**Assignment:**
Which lines run from the line with "repository 1e885788997925ef" through the line with "if !value.trim().is_empty() && !MONTH.is_match(value.trim())" in the entries below? Print them exactly, both ends included, and nothing more.

**The data:**
Content starts

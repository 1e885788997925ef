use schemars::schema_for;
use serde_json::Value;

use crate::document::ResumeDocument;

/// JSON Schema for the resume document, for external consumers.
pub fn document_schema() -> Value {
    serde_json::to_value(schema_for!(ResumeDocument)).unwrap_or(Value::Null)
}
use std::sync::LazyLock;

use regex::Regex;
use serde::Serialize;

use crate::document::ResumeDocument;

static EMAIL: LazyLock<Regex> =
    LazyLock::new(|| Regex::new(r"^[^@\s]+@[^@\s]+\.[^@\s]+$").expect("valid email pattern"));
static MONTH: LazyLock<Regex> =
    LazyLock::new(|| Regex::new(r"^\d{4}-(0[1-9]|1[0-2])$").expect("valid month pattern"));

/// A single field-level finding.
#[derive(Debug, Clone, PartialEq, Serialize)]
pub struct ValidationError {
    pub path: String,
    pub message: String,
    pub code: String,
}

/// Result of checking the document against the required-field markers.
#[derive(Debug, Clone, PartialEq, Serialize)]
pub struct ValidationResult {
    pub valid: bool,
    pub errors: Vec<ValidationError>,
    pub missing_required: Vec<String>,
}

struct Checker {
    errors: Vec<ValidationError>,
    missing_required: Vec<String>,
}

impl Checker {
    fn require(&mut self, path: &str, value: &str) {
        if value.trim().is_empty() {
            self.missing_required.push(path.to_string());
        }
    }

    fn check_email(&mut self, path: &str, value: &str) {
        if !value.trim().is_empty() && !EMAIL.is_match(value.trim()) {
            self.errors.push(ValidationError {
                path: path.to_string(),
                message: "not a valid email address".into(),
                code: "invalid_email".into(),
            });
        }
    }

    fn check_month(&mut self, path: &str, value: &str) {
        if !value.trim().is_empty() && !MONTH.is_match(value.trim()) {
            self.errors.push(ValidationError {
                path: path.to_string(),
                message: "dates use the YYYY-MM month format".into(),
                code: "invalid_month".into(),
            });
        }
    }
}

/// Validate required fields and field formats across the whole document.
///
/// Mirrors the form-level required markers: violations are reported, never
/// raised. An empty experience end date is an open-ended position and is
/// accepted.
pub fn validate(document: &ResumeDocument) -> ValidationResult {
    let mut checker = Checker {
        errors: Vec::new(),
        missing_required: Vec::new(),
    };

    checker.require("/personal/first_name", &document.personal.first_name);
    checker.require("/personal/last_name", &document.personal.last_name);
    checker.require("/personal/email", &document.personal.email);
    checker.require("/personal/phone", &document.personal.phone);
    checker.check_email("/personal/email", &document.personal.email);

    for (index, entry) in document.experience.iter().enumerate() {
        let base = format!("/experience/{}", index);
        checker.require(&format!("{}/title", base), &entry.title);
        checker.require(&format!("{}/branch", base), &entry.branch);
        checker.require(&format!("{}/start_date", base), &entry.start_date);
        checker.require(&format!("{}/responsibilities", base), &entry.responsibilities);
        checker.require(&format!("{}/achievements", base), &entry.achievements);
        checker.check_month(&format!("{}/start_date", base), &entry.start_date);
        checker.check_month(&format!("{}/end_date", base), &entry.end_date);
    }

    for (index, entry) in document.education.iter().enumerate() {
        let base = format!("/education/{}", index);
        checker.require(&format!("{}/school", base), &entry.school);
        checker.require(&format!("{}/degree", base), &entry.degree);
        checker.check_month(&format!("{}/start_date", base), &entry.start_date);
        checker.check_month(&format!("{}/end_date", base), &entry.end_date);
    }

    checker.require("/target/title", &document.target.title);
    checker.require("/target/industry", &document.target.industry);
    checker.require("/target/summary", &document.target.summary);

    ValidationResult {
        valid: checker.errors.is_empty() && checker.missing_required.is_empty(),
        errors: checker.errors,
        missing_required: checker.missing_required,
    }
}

Content ends
Content starts

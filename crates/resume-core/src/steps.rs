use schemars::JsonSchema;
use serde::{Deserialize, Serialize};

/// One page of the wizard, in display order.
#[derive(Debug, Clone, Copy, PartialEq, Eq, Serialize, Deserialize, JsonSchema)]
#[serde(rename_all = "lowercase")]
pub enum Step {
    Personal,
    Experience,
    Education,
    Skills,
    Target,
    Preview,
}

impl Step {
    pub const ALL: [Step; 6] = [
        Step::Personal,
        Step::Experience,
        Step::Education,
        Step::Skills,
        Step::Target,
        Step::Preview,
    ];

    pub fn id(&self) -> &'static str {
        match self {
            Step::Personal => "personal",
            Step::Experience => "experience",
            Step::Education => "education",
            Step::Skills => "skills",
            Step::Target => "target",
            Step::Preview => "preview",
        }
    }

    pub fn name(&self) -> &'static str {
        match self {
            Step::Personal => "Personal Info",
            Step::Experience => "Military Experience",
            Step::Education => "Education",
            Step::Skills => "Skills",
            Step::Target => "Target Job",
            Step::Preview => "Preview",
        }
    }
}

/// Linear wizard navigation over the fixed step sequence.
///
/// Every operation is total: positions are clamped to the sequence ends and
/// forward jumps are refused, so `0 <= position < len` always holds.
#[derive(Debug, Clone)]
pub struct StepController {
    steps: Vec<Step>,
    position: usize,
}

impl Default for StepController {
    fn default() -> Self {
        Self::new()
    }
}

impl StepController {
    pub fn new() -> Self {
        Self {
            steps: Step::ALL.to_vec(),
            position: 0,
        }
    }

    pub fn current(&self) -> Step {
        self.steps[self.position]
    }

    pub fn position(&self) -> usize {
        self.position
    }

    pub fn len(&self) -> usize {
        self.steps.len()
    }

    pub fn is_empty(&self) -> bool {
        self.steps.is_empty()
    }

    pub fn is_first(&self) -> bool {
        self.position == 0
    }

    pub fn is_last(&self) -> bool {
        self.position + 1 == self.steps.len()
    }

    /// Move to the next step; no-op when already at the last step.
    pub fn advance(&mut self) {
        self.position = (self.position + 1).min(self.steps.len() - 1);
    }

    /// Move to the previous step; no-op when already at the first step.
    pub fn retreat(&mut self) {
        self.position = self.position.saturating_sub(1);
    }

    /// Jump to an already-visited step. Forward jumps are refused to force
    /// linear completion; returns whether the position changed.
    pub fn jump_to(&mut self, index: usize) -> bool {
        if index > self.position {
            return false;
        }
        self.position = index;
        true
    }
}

Content ends
Content starts

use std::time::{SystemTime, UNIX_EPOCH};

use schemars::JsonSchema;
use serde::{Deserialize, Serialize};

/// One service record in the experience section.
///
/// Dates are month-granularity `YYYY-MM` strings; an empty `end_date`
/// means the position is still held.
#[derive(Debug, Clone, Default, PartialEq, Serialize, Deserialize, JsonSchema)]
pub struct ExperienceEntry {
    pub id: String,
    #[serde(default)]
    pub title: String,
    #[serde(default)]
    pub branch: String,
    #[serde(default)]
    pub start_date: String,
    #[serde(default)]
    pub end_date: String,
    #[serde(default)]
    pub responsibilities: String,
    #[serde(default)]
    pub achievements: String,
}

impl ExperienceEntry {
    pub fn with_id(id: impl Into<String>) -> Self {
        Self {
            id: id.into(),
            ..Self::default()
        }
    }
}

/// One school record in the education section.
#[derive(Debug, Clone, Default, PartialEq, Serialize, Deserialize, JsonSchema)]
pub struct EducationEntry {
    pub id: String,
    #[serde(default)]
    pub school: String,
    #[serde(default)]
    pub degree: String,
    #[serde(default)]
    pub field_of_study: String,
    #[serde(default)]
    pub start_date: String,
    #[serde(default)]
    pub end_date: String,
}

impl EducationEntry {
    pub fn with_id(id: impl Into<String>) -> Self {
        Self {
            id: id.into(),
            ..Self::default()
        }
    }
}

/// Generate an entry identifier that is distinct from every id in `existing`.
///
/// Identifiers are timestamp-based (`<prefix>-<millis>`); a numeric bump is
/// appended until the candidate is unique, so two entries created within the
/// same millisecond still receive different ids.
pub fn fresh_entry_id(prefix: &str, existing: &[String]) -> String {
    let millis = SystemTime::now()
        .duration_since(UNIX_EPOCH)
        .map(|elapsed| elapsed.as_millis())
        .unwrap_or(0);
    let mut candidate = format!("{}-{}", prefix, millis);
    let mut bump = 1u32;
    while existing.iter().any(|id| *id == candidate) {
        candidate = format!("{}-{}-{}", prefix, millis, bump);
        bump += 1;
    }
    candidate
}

Content ends

**Output:**
repository 1e885788997925ef
use schemars::schema_for;
use serde_json::Value;

use crate::document::ResumeDocument;

/// JSON Schema for the resume document, for external consumers.
pub fn document_schema() -> Value {
    serde_json::to_value(schema_for!(ResumeDocument)).unwrap_or(Value::Null)
}
use std::sync::LazyLock;

use regex::Regex;
use serde::Serialize;

use crate::document::ResumeDocument;

static EMAIL: LazyLock<Regex> =
    LazyLock::new(|| Regex::new(r"^[^@\s]+@[^@\s]+\.[^@\s]+$").expect("valid email pattern"));
static MONTH: LazyLock<Regex> =
    LazyLock::new(|| Regex::new(r"^\d{4}-(0[1-9]|1[0-2])$").expect("valid month pattern"));

/// A single field-level finding.
#[derive(Debug, Clone, PartialEq, Serialize)]
pub struct ValidationError {
    pub path: String,
    pub message: String,
    pub code: String,
}

/// Result of checking the document against the required-field markers.
#[derive(Debug, Clone, PartialEq, Serialize)]
pub struct ValidationResult {
    pub valid: bool,
    pub errors: Vec<ValidationError>,
    pub missing_required: Vec<String>,
}

struct Checker {
    errors: Vec<ValidationError>,
    missing_required: Vec<String>,
}

impl Checker {
    fn require(&mut self, path: &str, value: &str) {
        if value.trim().is_empty() {
            self.missing_required.push(path.to_string());
        }
    }

    fn check_email(&mut self, path: &str, value: &str) {
        if !value.trim().is_empty() && !EMAIL.is_match(value.trim()) {
            self.errors.push(ValidationError {
                path: path.to_string(),
                message: "not a valid email address".into(),
                code: "invalid_email".into(),
            });
        }
    }

    fn check_month(&mut self, path: &str, value: &str) {
        if !value.trim().is_empty() && !MONTH.is_match(value.trim()) {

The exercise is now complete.